Plight of the mouse

January 06, 2014 05:11 pm | Updated May 13, 2016 07:34 am IST

It was yet another average dull and boring day, I had come home from school, my mother had not yet returned and my father was away at work. As a routine I would change my clothes, have lunch and sit on sofa with the remote in my hand and flip the channels on the TV, watching it until my mother would come home and thenI would quickly turn it off and go scurrying into another room.

Anyway let’s get back to the present. I was soon interrupted by the usual thud-thud on the door by the part time maid who comes in the afternoon. She swished and “swooshed” around and seemed to come with the broom and mop wherever I sat so I finally decided to stand. Soon we were joined by our full time maid who also joined her in this fiasco and started dusting around with full vigour rather blowing dust all about and making me sneeze.

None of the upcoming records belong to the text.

//! # About Section
//!
//! Background paragraphs, highlight cards and the count-up stats. The
//! counters sit at zero until the section first scrolls into view, then
//! climb to their targets over `App::counter_duration`.

use ratatui::style::Modifier;
use ratatui::text::{Line, Span};

use super::SectionProps;
use super::text::{blank, heading, wrapped};
use crate::core::counter::CountUp;

pub fn lines(props: &SectionProps<'_>) -> Vec<Line<'static>> {
    let p = props.palette;
    let app = props.app;

    let mut lines = heading("Background", "About Me", None, props.width, p);

    for paragraph in &app.content.about {
        lines.extend(wrapped(paragraph, props.width, p.muted()));
        lines.push(blank());
    }

    if !app.content.highlights.is_empty() {
        let label_width = app
            .content
            .highlights
            .iter()
            .map(|h| h.label.len())
            .max()
            .unwrap_or(0);
        for h in &app.content.highlights {
            lines.push(Line::from(vec![
                Span::styled("■ ", p.primary()),
                Span::styled(format!("{:<label_width$}  ", h.label), p.muted()),
                Span::styled(h.value.clone(), p.heading()),
            ]));
        }
        lines.push(blank());
    }

    let stats = app.content.stats();
    let mut spans = Vec::new();
    for (i, stat) in stats.iter().enumerate() {
        if i > 0 {
            spans.push(Span::styled("   ", p.base()));
        }
        let value = match props.counter_elapsed {
            Some(elapsed) => CountUp::new(stat.target, app.counter_duration).value_at(elapsed),
            None => 0,
        };
        spans.push(Span::styled(
            value.to_string(),
            p.primary().add_modifier(Modifier::BOLD),
        ));
        spans.push(Span::styled(format!(" {}", stat.label), p.muted()));
    }
    lines.push(Line::from(spans).centered());
    lines.push(blank());
    lines
}

#[cfg(test)]
mod tests {
    use super::*;
    use crate::Theme;
    use crate::test_support::test_app;
    use crate::tui::components::text::plain;
    use crate::tui::theme::Palette;
    use std::time::Duration;

    fn stats_line(elapsed: Option<Duration>) -> String {
        let app = test_app();
        let palette = Palette::for_theme(Theme::Dark);
        let props = SectionProps {
            app: &app,
            palette: &palette,
            width: 120,
            viewport_height: 30,
            counter_elapsed: elapsed,
        };
        let lines = lines(&props);
        plain(&lines[lines.len() - 2])
    }

    #[test]
    fn test_counters_idle_before_visible() {
        assert_eq!(
            stats_line(None),
            "0 Expertise Areas   0 Outcomes Delivered   0 Core Skills   0 Guiding Principles"
        );
    }

    #[test]
    fn test_counters_finish_at_targets() {
        assert_eq!(
            stats_line(Some(Duration::from_secs(10))),
            "3 Expertise Areas   12 Outcomes Delivered   18 Core Skills   4 Guiding Principles"
        );
    }

    #[test]
    fn test_highlights_are_aligned() {
        let app = test_app();
        let palette = Palette::for_theme(Theme::Light);
        let props = SectionProps {
            app: &app,
            palette: &palette,
            width: 80,
            viewport_height: 30,
            counter_elapsed: None,
        };
        let texts: Vec<String> = lines(&props).iter().map(plain).collect();
        assert!(texts.contains(&"■ Teams Built  Multiple".to_string()));
        assert!(texts.contains(&"■ Focus        0 to 1".to_string()));
    }
}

I was sitting and waiting for them to finish so I could go back to what I was doing before my mother reached home. Suddenly I spotted a tiny little mouse scampering about. Amused I looked at its little antics when at the same time the maid seemed to have spotted it too and gave a completely reverse reaction compared to mine. She screamed… and very loudly too. The other maid screamed too and climbed onto the stool she had been using to dust the cobwebs off clutching the duster tightl staring at the mouse with a frightened look on her face. The sweeping lady continued screaming until the poor little mouse ran off.

After the mouse had disappeared the sweeping lady declared that she would have no more of this nonsense and that she would be going home to have a glass of water. Our maid, still very frightened mumbled some excuse and scuttled off to relax in her quarters at the back of the house.

While all this had been going on I had been laughing heartily, and now that it had become a bit quiet, I closed the kitchen door and the store door and kept all the things that could be nibbled on top of the bed and opened the door wide so that the poor mouse could escape if it wanted to.

Sitting on my bed, I waited patiently to see what the mouse would do, and after darting about for a while, it finally found the entrance and escaped. Even after a few days whenever I think of the incident, it is the plight of the poor mousethat comes to mind!